TO: Dr. Jon Postel, IANA
FROM: Stephen J. Page, THE i CHANNEL(r) Information Service to "i"ndividuals

RE: An Open Letter to IANA Declaring Individually Created and Consumed
Electromagnetic Energy Worthy of Extraordinary Protections, to the
Cooperative Community of Individual Citizens of the World and Present
and Future Users of the Internet, a Channel for "i"dividual Information

N.B.: Please feel free to incorporate any or all of the following into the
organizational fabric of the soon-to-be incorporated IANA

TITLE: Human Rights Declaration of Individual Rights in Cyberspace, July 4,
1998, Verson 1.0

a foundation for structuring scalable information systems (IS), data
systems (DS) and registration system (RS) while promoting long term social
and economic stability worldwide through a process of self-organizing
decentralization of control by empowering individual energy creators and
stakeholders to participate interactively in the governance of their futures

Inspiration
The 50th Anniversary of the UN's Universal Declaration of Human Rights was
an inspiration for recognizing that human rights and individual rights in
cyberspace are inseparable.  When the UN crafted the Universal Declaration,
there was no Internet.  Today, the Internet is a channel whose value is
entirely dependent upon the actions of millions of individual people.  As a
collective massing of cooperating people whose individual and collective
creativity forms the sum of all value which is created, transmitted, and
broadcast universally, the Internet represents a treasure which is worthy
of extraordinary protection.  By protecting the individual rights of one
person, and applying that protection universally, that treasure will be
protected forever, for all to benefit.

Introduction
In 1948 the United Nations Universal Declaration of Human Rights was
written to provide a guide for the nations of the world and a beacon of
hope for oppressed and suppressed human beings everywhere.

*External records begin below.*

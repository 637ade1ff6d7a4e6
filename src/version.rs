use std::sync::LazyLock;

/// Version of the software as reported by `--version` and the run log.
pub static VERSION: LazyLock<String> =
    LazyLock::new(|| env!("CARGO_PKG_VERSION").to_string());
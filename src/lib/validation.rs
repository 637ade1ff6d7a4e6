//! Input validation utilities.
//!
//! Configuration problems are detected here before any pipeline stage runs,
//! so a bad invocation aborts with no side effects.

use std::path::Path;

use crate::errors::{Result, SvasmError};

/// Validate that a file exists.
///
/// # Arguments
/// * `path` - Path to validate
/// * `description` - Human-readable description of the file (e.g., "Input calls")
///
/// # Errors
/// Returns a [`SvasmError::Configuration`] if the file does not exist.
pub fn validate_file_exists<P: AsRef<Path>>(path: P, description: &str) -> Result<()> {
    let path = path.as_ref();
    if !path.exists() {
        return Err(SvasmError::Configuration {
            reason: format!("{description} does not exist: {}", path.display()),
        });
    }
    Ok(())
}

/// Validate that input and output do not designate the same resource.
///
/// Paths are canonicalized where possible so `calls.tsv` and
/// `./calls.tsv` are recognized as the same file.
///
/// # Errors
/// Returns a [`SvasmError::Configuration`] if both paths resolve to the
/// same location.
pub fn validate_distinct_paths<P: AsRef<Path>>(input: P, output: P) -> Result<()> {
    let input = input.as_ref();
    let output = output.as_ref();
    let resolved_input = input.canonicalize().unwrap_or_else(|_| input.to_path_buf());
    let resolved_output = output.canonicalize().unwrap_or_else(|_| output.to_path_buf());
    if resolved_input == resolved_output {
        return Err(SvasmError::Configuration {
            reason: format!("input and output must be different files: {}", input.display()),
        });
    }
    Ok(())
}
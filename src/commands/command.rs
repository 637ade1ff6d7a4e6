//! Command trait definition for CLI commands.
//!
//! This module defines the [`Command`] trait that all svasm CLI commands
//! implement. The trait uses `enum_dispatch` for efficient dynamic dispatch
//! across command variants.

use anyhow::Result;
use enum_dispatch::enum_dispatch;

/// Trait implemented by all svasm CLI commands.
///
/// Each command provides an `execute` method that runs the command's main
/// logic.
#[enum_dispatch]
pub trait Command {
    #[allow(clippy::missing_errors_doc)]
    fn execute(&self) -> Result<()>;
}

International wars between nations are now rare, but civil wars within
traditional nation-state boundaries are becoming more common as the forces
of central control and self-interest run against the forces of self-rule,
autonomy, and self-organization.

Fueling the hope of human beings who seek to make their voices heard is the
technology which enables the Internet, an electromagnetic energy
transmission medium. This technology gives anyone with the
telecommunications access to the global network of networks, and a browser
which they individually control, the same right to seek and receive
information as anyone else in the world.

As people use their eyes and brains to send and receive information in the
three dimensional physical space of the universe, so do people who are
globally interconnected and internetworked by the Internet use their eyes
and their brains to rapidly send and receive information.

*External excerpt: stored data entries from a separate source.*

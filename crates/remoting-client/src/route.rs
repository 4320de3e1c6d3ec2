//! Topic route data returned by the name server.

use crate::error::RemotingError;
use serde::Deserialize;
use std::collections::HashMap;

/// Queue permission bit allowing writes.
pub const PERM_WRITE: i32 = 1 << 1;

/// Broker id of a master in `brokerAddrs`.
pub const MASTER_ID: u64 = 0;

#[derive(Debug, Clone, Default, Deserialize)]
#[serde(rename_all = "camelCase")]
pub struct TopicRouteData {
    #[serde(default)]
    pub queue_datas: Vec<QueueData>,
    #[serde(default)]
    pub broker_datas: Vec<BrokerData>,
}

#[derive(Debug, Clone, Deserialize)]
#[serde(rename_all = "camelCase")]
pub struct QueueData {
    pub broker_name: String,
    #[serde(default)]
    pub read_queue_nums: i32,
    #[serde(default)]
    pub write_queue_nums: i32,
    #[serde(default)]
    pub perm: i32,
    #[serde(default)]
    pub topic_sys_flag: i32,
}

#[derive(Debug, Clone, Deserialize)]
#[serde(rename_all = "camelCase")]
pub struct BrokerData {
    #[serde(default)]
    pub cluster: String,
    pub broker_name: String,
    #[serde(default)]
    pub broker_addrs: HashMap<u64, String>,
}

/// One writable queue of a topic.
#[derive(Debug, Clone, PartialEq, Eq)]
pub struct MessageQueue {
    pub broker_name: String,
    pub queue_id: i32,
}

/// Writable queues of a topic together with their master addresses.
#[derive(Debug, Clone, Default)]
pub struct PublishInfo {
    pub queues: Vec<MessageQueue>,
    pub master_addrs: HashMap<String, String>,
}

impl PublishInfo {
    /// Master address of the broker owning `queue`.
    pub fn addr_of(&self, queue: &MessageQueue) -> Option<&str> {
        self.master_addrs.get(&queue.broker_name).map(String::as_str)
    }
}

impl TopicRouteData {
    /// Parse a route body as sent by the name server.
    pub fn parse(body: &[u8]) -> Result<Self, RemotingError> {
        let text = std::str::from_utf8(body)
            .map_err(|e| RemotingError::Route(format!("route body is not UTF-8: {e}")))?;
        Ok(serde_json::from_str(&quote_numeric_keys(text))?)
    }

    /// Master address of `broker_name`, if the route knows one.
    pub fn master_addr(&self, broker_name: &str) -> Option<&str> {
        self.broker_datas
            .iter()
            .find(|b| b.broker_name == broker_name)
            .and_then(|b| b.broker_addrs.get(&MASTER_ID))
            .map(String::as_str)
    }

    /// Writable queues on brokers that have a master, ordered by broker name.
    ///
    /// `queue_limit` caps the queue count per broker; it applies when the
    /// route belongs to the auto-create template topic.
    pub fn publish_info(&self, queue_limit: Option<i32>) -> PublishInfo {
        let mut queue_datas: Vec<&QueueData> = self
            .queue_datas
            .iter()
            .filter(|q| q.perm & PERM_WRITE == PERM_WRITE)
            .collect();
        queue_datas.sort_by(|a, b| a.broker_name.cmp(&b.broker_name));

        let mut info = PublishInfo::default();
        for queue_data in queue_datas {
            let Some(addr) = self.master_addr(&queue_data.broker_name) else {
                continue;
            };
            info.master_addrs
                .insert(queue_data.broker_name.clone(), addr.to_string());

            let count = match queue_limit {
                Some(limit) => queue_data.write_queue_nums.min(limit),
                None => queue_data.write_queue_nums,
            };
            info.queues.extend((0..count).map(|queue_id| MessageQueue {
                broker_name: queue_data.broker_name.clone(),
                queue_id,
            }));
        }
        info
    }
}

/// Quote bare integer object keys (`{0:"a"}` becomes `{"0":"a"}`).
///
/// The name server serializes broker id maps with unquoted numeric keys,
/// which strict JSON parsers reject.
pub(crate) fn quote_numeric_keys(json: &str) -> String {
    let bytes = json.as_bytes();
    let mut out = Vec::with_capacity(bytes.len() + 16);
    let mut in_string = false;
    let mut escaped = false;
    let mut i = 0;

    while i < bytes.len() {
        let b = bytes[i];
        if in_string {
            out.push(b);
            if escaped {
                escaped = false;
            } else if b == b'\\' {
                escaped = true;
            } else if b == b'"' {
                in_string = false;
            }
            i += 1;
            continue;
        }

        match b {
            b'"' => {
                in_string = true;
                out.push(b);
                i += 1;
            }
            b'{' | b',' => {
                out.push(b);
                i += 1;

                let ws_start = i;
                while i < bytes.len() && bytes[i].is_ascii_whitespace() {
                    i += 1;
                }
                out.extend_from_slice(&bytes[ws_start..i]);

                let key_start = i;
                let mut j = i;
                if j < bytes.len() && bytes[j] == b'-' {
                    j += 1;
                }
                let digits_start = j;
                while j < bytes.len() && bytes[j].is_ascii_digit() {
                    j += 1;
                }
                if j > digits_start {
                    let mut k = j;
                    while k < bytes.len() && bytes[k].is_ascii_whitespace() {
                        k += 1;
                    }
                    if k < bytes.len() && bytes[k] == b':' {
                        out.push(b'"');
                        out.extend_from_slice(&bytes[key_start..j]);
                        out.push(b'"');
                        i = j;
                    }
                }
            }
            _ => {
                out.push(b);
                i += 1;
            }
        }
    }

    // Only ASCII quotes were inserted, so the bytes stay valid UTF-8.
    String::from_utf8(out).unwrap_or_else(|e| String::from_utf8_lossy(e.as_bytes()).into_owned())
}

In such an intercommunicating world of individuals, truth can no longer be
suppressed or controlled by governments, and oppressed and suppressed
people worldwide have demonstrated that in the age of the Internet that
they  will no longer tolerate a lack of information, access to human
energy, or voicelessness associated with having no free communications
channel.

So, in the anniversary year of the Universal Declaration of Human Rights,
and on July 4, the anniversary of the Declaration of Independence, it seems
appropriate to create a Universal Declaration of Individual Rights which
can serve as a cornerstone of the future self-organizing structure of the
Internet, insuring that it will remain a channel for each individual to use
whenever and wherever they choose.

The vision of the Universal Declaration of Individual Access Rights to
Electromagnetic Energy Transmission Across the Internet, is that each
individual person inhabiting the world will enjoy the rights and benefits
of being able to send and receive information to and from any point to any
other point in the universe.

The Declaration:

Universal Declaration of Individual Access Rights to Electromagnetic Energy
Transmission across the Internet (iACCESS(r) RIGHTS(tm)

We the people, do recognize that we individually have the right to seek
truth and other benefits wherever we feel that we might find them.

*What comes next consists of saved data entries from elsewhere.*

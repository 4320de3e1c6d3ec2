//! Remoting producer implementing the sampler's [`Producer`] interface.

use crate::command::{request_code, response_code, RemotingCommand};
use crate::connection::Connection;
use crate::error::RemotingError;
use crate::route::{MessageQueue, PublishInfo, TopicRouteData};
use async_trait::async_trait;
use rocketmq_send_sampler::config::AUTO_CREATE_TOPIC_KEY;
use rocketmq_send_sampler::{
    ClientError, Message, Producer, ProducerFactory, SendCallback, SendResult, SendStatus,
};
use std::collections::{BTreeMap, HashMap};
use std::sync::Arc;
use std::time::Duration;
use tokio::time::Instant;
use tracing::debug;
use uuid::Uuid;

/// Default connect timeout for name server and broker connections.
pub const DEFAULT_CONNECT_TIMEOUT: Duration = Duration::from_secs(3);

/// Largest message body the producer accepts.
pub const MAX_MESSAGE_SIZE: usize = 4 * 1024 * 1024;

/// Queues used per broker when publishing through the auto-create template.
const DEFAULT_TOPIC_QUEUE_NUMS: i32 = 4;

const PROPERTY_UNIQ_KEY: &str = "UNIQ_KEY";
const NAME_VALUE_SEPARATOR: char = '\u{1}';
const PROPERTY_SEPARATOR: char = '\u{2}';

/// Creates a [`RemotingProducer`] per sample.
#[derive(Debug, Clone)]
pub struct RemotingProducerFactory {
    connect_timeout: Duration,
}

impl Default for RemotingProducerFactory {
    fn default() -> Self {
        Self {
            connect_timeout: DEFAULT_CONNECT_TIMEOUT,
        }
    }
}

impl RemotingProducerFactory {
    pub fn with_connect_timeout(mut self, connect_timeout: Duration) -> Self {
        self.connect_timeout = connect_timeout;
        self
    }
}

impl ProducerFactory for RemotingProducerFactory {
    type Producer = RemotingProducer;

    fn create(&self, producer_group: &str, name_server_addr: &str) -> RemotingProducer {
        RemotingProducer::new(producer_group, name_server_addr, self.connect_timeout)
    }
}

/// Producer speaking the remoting protocol to a name server and its brokers.
pub struct RemotingProducer {
    producer_group: String,
    name_server_addr: String,
    connect_timeout: Duration,
    session: Option<Session>,
}

struct Session {
    name_server: Connection,
    brokers: HashMap<String, Arc<Connection>>,
    routes: HashMap<String, PublishInfo>,
    send_index: usize,
}

/// Everything needed to put one message on the wire.
struct Target {
    connection: Arc<Connection>,
    request: RemotingCommand,
    uniq_key: String,
}

impl RemotingProducer {
    pub fn new(producer_group: &str, name_server_addr: &str, connect_timeout: Duration) -> Self {
        Self {
            producer_group: producer_group.to_string(),
            name_server_addr: name_server_addr.to_string(),
            connect_timeout,
            session: None,
        }
    }

    pub fn is_started(&self) -> bool {
        self.session.is_some()
    }

    /// Resolve the route, pick a queue, connect to its broker and build the
    /// request.
    async fn prepare(
        &mut self,
        message: &Message,
        timeout: Duration,
    ) -> Result<Target, RemotingError> {
        check_message(message)?;

        let connect_timeout = self.connect_timeout;
        let producer_group = self.producer_group.clone();
        let session = self.session.as_mut().ok_or(RemotingError::NotStarted)?;

        let (queue, addr) = session.select_queue(message.topic(), timeout).await?;
        let connection = session.broker(&addr, connect_timeout).await?;

        let uniq_key = Uuid::new_v4().simple().to_string().to_uppercase();
        let request = send_message_request(&producer_group, message, &queue, &uniq_key);
        Ok(Target {
            connection,
            request,
            uniq_key,
        })
    }

    async fn send_inner(
        &mut self,
        message: &Message,
        timeout: Duration,
    ) -> Result<SendResult, RemotingError> {
        let target = self.prepare(message, timeout).await?;
        let response = target.connection.invoke(target.request, timeout).await?;
        parse_send_response(response, target.uniq_key)
    }
}

impl Session {
    async fn fetch_route(
        &self,
        topic: &str,
        timeout: Duration,
    ) -> Result<TopicRouteData, RemotingError> {
        let mut fields = BTreeMap::new();
        fields.insert("topic".to_string(), topic.to_string());
        let request = RemotingCommand::request(request_code::GET_ROUTEINFO_BY_TOPIC, fields);

        let response = self.name_server.invoke(request, timeout).await?;
        if response.code != response_code::SUCCESS {
            return Err(RemotingError::Broker {
                code: response.code,
                remark: response.remark_or_empty(),
            });
        }
        TopicRouteData::parse(&response.body)
    }

    /// Pick the next queue for `topic` round-robin, resolving its route on
    /// first use.
    async fn select_queue(
        &mut self,
        topic: &str,
        timeout: Duration,
    ) -> Result<(MessageQueue, String), RemotingError> {
        if !self.routes.contains_key(topic) {
            let info = match self.fetch_route(topic, timeout).await {
                Ok(route) => route.publish_info(None),
                Err(RemotingError::Broker { code, .. }) if code == response_code::TOPIC_NOT_EXIST => {
                    debug!("Topic {topic} not found, publishing through {AUTO_CREATE_TOPIC_KEY}");
                    self.fetch_route(AUTO_CREATE_TOPIC_KEY, timeout)
                        .await?
                        .publish_info(Some(DEFAULT_TOPIC_QUEUE_NUMS))
                }
                Err(e) => return Err(e),
            };
            if info.queues.is_empty() {
                return Err(RemotingError::Route(format!(
                    "no writable queue for topic {topic}"
                )));
            }
            self.routes.insert(topic.to_string(), info);
        }

        let info = self
            .routes
            .get(topic)
            .ok_or_else(|| RemotingError::Route(format!("no route for topic {topic}")))?;
        let queue = info.queues[self.send_index % info.queues.len()].clone();
        self.send_index = self.send_index.wrapping_add(1);
        let addr = info
            .addr_of(&queue)
            .ok_or_else(|| RemotingError::Route(format!("no master for {}", queue.broker_name)))?
            .to_string();
        Ok((queue, addr))
    }

    async fn broker(
        &mut self,
        addr: &str,
        connect_timeout: Duration,
    ) -> Result<Arc<Connection>, RemotingError> {
        if let Some(connection) = self.brokers.get(addr) {
            return Ok(Arc::clone(connection));
        }
        let connection = Arc::new(Connection::connect(addr, connect_timeout).await?);
        self.brokers.insert(addr.to_string(), Arc::clone(&connection));
        Ok(connection)
    }

    async fn close(self) {
        self.name_server.close().await;
        for connection in self.brokers.values() {
            connection.close().await;
        }
    }
}

#[async_trait]
impl Producer for RemotingProducer {
    async fn start(&mut self) -> Result<(), ClientError> {
        if self.session.is_some() {
            return Ok(());
        }
        let name_server = Connection::connect(&self.name_server_addr, self.connect_timeout)
            .await
            .map_err(|e| ClientError::Start {
                message: format!("name server {}: {e}", self.name_server_addr),
            })?;
        debug!(
            "Producer {} started against {}",
            self.producer_group, self.name_server_addr
        );
        self.session = Some(Session {
            name_server,
            brokers: HashMap::new(),
            routes: HashMap::new(),
            // Random start so that single-send producers spread over queues.
            send_index: rand::random::<u32>() as usize,
        });
        Ok(())
    }

    async fn shutdown(&mut self) {
        if let Some(session) = self.session.take() {
            session.close().await;
            debug!("Producer {} shut down", self.producer_group);
        }
    }

    async fn send(
        &mut self,
        message: &Message,
        timeout: Duration,
    ) -> Result<SendResult, ClientError> {
        match tokio::time::timeout(timeout, self.send_inner(message, timeout)).await {
            Ok(outcome) => outcome.map_err(ClientError::from),
            Err(_) => Err(ClientError::Timeout {
                millis: timeout.as_millis() as u64,
            }),
        }
    }

    async fn send_with_callback(
        &mut self,
        message: Message,
        callback: SendCallback,
        timeout: Duration,
    ) -> Result<(), ClientError> {
        check_message(&message)?;
        if !self.is_started() {
            return Err(RemotingError::NotStarted.into());
        }

        let deadline = Instant::now() + timeout;
        let target = match tokio::time::timeout_at(deadline, self.prepare(&message, timeout)).await {
            Ok(Ok(target)) => target,
            Ok(Err(e)) => {
                callback(Err(e.into()));
                return Ok(());
            }
            Err(_) => {
                callback(Err(ClientError::Timeout {
                    millis: timeout.as_millis() as u64,
                }));
                return Ok(());
            }
        };

        tokio::spawn(async move {
            let remaining = deadline.saturating_duration_since(Instant::now());
            let outcome = match target.connection.invoke(target.request, remaining).await {
                Ok(response) => parse_send_response(response, target.uniq_key),
                // Report the configured timeout, not what was left of it.
                Err(RemotingError::Timeout { .. }) => Err(RemotingError::Timeout {
                    millis: timeout.as_millis() as u64,
                }),
                Err(e) => Err(e),
            };
            callback(outcome.map_err(ClientError::from));
        });
        Ok(())
    }

    async fn send_oneway(&mut self, message: &Message) -> Result<(), ClientError> {
        let connect_timeout = self.connect_timeout;
        let target = self.prepare(message, connect_timeout).await?;
        target.connection.invoke_oneway(target.request).await?;
        Ok(())
    }
}

fn check_message(message: &Message) -> Result<(), RemotingError> {
    if message.body().is_empty() {
        return Err(RemotingError::InvalidMessage(
            "the message body length is zero".to_string(),
        ));
    }
    if message.body().len() > MAX_MESSAGE_SIZE {
        return Err(RemotingError::InvalidMessage(format!(
            "the message body size {} exceeds the limit of {MAX_MESSAGE_SIZE}",
            message.body().len()
        )));
    }
    Ok(())
}

/// `key\u{1}value\u{2}` for every property.
fn encode_properties(message: &Message, uniq_key: &str) -> String {
    let mut encoded = String::new();
    let uniq = std::iter::once((PROPERTY_UNIQ_KEY, uniq_key));
    let props = message
        .properties()
        .iter()
        .map(|(k, v)| (k.as_str(), v.as_str()))
        .filter(|(k, _)| *k != PROPERTY_UNIQ_KEY);
    for (key, value) in props.chain(uniq) {
        encoded.push_str(key);
        encoded.push(NAME_VALUE_SEPARATOR);
        encoded.push_str(value);
        encoded.push(PROPERTY_SEPARATOR);
    }
    encoded
}

fn send_message_request(
    producer_group: &str,
    message: &Message,
    queue: &MessageQueue,
    uniq_key: &str,
) -> RemotingCommand {
    let fields: BTreeMap<String, String> = [
        ("producerGroup", producer_group.to_string()),
        ("topic", message.topic().to_string()),
        ("defaultTopic", AUTO_CREATE_TOPIC_KEY.to_string()),
        ("defaultTopicQueueNums", DEFAULT_TOPIC_QUEUE_NUMS.to_string()),
        ("queueId", queue.queue_id.to_string()),
        ("sysFlag", "0".to_string()),
        (
            "bornTimestamp",
            chrono::Utc::now().timestamp_millis().to_string(),
        ),
        ("flag", "0".to_string()),
        ("properties", encode_properties(message, uniq_key)),
        ("reconsumeTimes", "0".to_string()),
        ("unitMode", "false".to_string()),
        ("batch", "false".to_string()),
    ]
    .into_iter()
    .map(|(k, v)| (k.to_string(), v))
    .collect();

    RemotingCommand::request(request_code::SEND_MESSAGE, fields).with_body(message.body().to_vec())
}

fn parse_send_response(
    response: RemotingCommand,
    uniq_key: String,
) -> Result<SendResult, RemotingError> {
    let status = match response.code {
        response_code::SUCCESS => SendStatus::SendOk,
        response_code::FLUSH_DISK_TIMEOUT => SendStatus::FlushDiskTimeout,
        response_code::FLUSH_SLAVE_TIMEOUT => SendStatus::FlushSlaveTimeout,
        response_code::SLAVE_NOT_AVAILABLE => SendStatus::SlaveNotAvailable,
        code => {
            return Err(RemotingError::Broker {
                code,
                remark: response.remark_or_empty(),
            })
        }
    };

    Ok(SendResult {
        status,
        msg_id: Some(uniq_key),
        offset_msg_id: response.ext_field("msgId").map(str::to_string),
        queue_id: response.ext_field("queueId").and_then(|v| v.parse().ok()),
        queue_offset: response.ext_field("queueOffset").and_then(|v| v.parse().ok()),
    })
}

We the people, do recognize that we individually have the right to send our
electromagnetic energy freely across the electromagnetic transmission
medium called the Internet.

We the people, do recognize that we individually have the right to protect
ourselves from any electromagnetic energy delivered across the
electromagnetic transmission spectrum which we feel is unhealthy or
offensive to ourselves or our families.

We the people, do recognize that we each are the individual owner of a
unique sensory management system called a human brain which we each use so
that we survive, procreate, work, educate ourselves and our children, seek
and attain contentment and peace, individually, and therefore,
collectively.

We the people, do recognize that our brain receives energy from various
channels. One form of energy is photons which represent useful information
which is processed at the eye's retina, the eye channel(tm), before being
transmitted electrochemically for our understanding.  Other forms of energy
channels are the nerves which deliver sound, smell, and taste to our brain.
Each form of individual energy channel can be called an i(r)Channel(r).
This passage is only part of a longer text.